→ **EXERCISE PROMPT**
Give only the number of lines in the records below that contain the word "DateTime".

Dataset entries:

//! Segment export: file naming and CSV serialization.

use std::path::{Path, PathBuf};

use chrono::{DateTime, FixedOffset};
use thiserror::Error;
use tracing::info;

use crate::domain::Segment;

#[derive(Debug, Error)]
pub enum ExportError {
    #[error("csv: {0}")]
    Csv(#[from] csv::Error),

    #[error("io: {0}")]
    Io(#[from] std::io::Error),

    #[error("csv output was not valid UTF-8")]
    Encoding,
}

/// `{symbol}_{start:%Y%m%d-%H%M}_{end:%Y%m%d-%H%M}` with `/` and `:` in the
/// symbol replaced by `-`.
pub fn export_filename(
    display_symbol: &str,
    start: DateTime<FixedOffset>,
    end: DateTime<FixedOffset>,
) -> String {
    let safe_symbol = display_symbol.replace(['/', ':'], "-");
    format!(
        "{safe_symbol}_{}_{}",
        start.format("%Y%m%d-%H%M"),
        end.format("%Y%m%d-%H%M")
    )
}

/// Segment bars as CSV (`time,open,high,low,close,volume`), RFC 3339 times.
pub fn export_segment_csv(segment: &Segment) -> Result<String, ExportError> {
    let mut wtr = csv::Writer::from_writer(vec![]);
    wtr.write_record(["time", "open", "high", "low", "close", "volume"])?;
    for bar in segment.bars() {
        wtr.write_record(&[
            bar.time.to_rfc3339(),
            bar.open.to_string(),
            bar.high.to_string(),
            bar.low.to_string(),
            bar.close.to_string(),
            bar.volume.to_string(),
        ])?;
    }
    let bytes = wtr.into_inner().map_err(|e| ExportError::Io(e.into_error()))?;
    String::from_utf8(bytes).map_err(|_| ExportError::Encoding)
}

/// Write `{export_filename}.csv` into `dir`, creating it if needed.
pub fn save_segment(
    dir: &Path,
    display_symbol: &str,
    segment: &Segment,
) -> Result<PathBuf, ExportError> {
    std::fs::create_dir_all(dir)?;
    let name = export_filename(display_symbol, segment.start(), segment.end());
    let path = dir.join(format!("{name}.csv"));
    std::fs::write(&path, export_segment_csv(segment)?)?;
    info!(path = %path.display(), "exported segment");
    Ok(path)
}

#[cfg(test)]
mod tests {
    use super::*;
    use crate::domain::{RawBar, Timeframe};
    use chrono::TimeZone;

    fn taipei() -> FixedOffset {
        FixedOffset::east_opt(8 * 3600).unwrap()
    }

    fn segment() -> Segment {
        // 2024-03-01 00:00 UTC = 08:00 Taipei
        let start = 1_709_251_200_000;
        let bars = (0..3)
            .map(|i| {
                RawBar {
                    ts_ms: start + i * 300_000,
                    open: 1.0,
                    high: 2.0,
                    low: 0.5,
                    close: 1.5,
                    volume: 10.0,
                }
                .to_bar(&taipei())
                .unwrap()
            })
            .collect();
        Segment::new("BTCUSDT", Timeframe::M5, bars, 3).unwrap()
    }

    #[test]
    fn filename_replaces_separators() {
        let tz = taipei();
        let start = tz.with_ymd_and_hms(2024, 3, 1, 8, 0, 0).unwrap();
        let end = tz.with_ymd_and_hms(2024, 3, 1, 17, 55, 0).unwrap();
        assert_eq!(
            export_filename("BTC/USDT:USDT", start, end),
            "BTC-USDT-USDT_20240301-0800_20240301-1755"
        );
    }

    #[test]
    fn csv_has_header_and_rows() {
        let csv = export_segment_csv(&segment()).unwrap();
        let lines: Vec<&str> = csv.lines().collect();
        assert_eq!(lines.len(), 4);
        assert_eq!(lines[0], "time,open,high,low,close,volume");
        assert!(lines[1].starts_with("2024-03-01T08:00:00+08:00,1,2,0.5,1.5,10"));
    }

    #[test]
    fn save_writes_named_file() {
        let dir = tempfile::tempdir().unwrap();
        let path = save_segment(&dir.path().join("exports"), "ETH/USDT", &segment()).unwrap();
        assert_eq!(
            path.file_name().unwrap().to_str().unwrap(),
            "ETH-USDT_20240301-0800_20240301-0810.csv"
        );
        assert!(std::fs::read_to_string(path).unwrap().contains("volume"));
    }
}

→ **WRITTEN REPLY**
3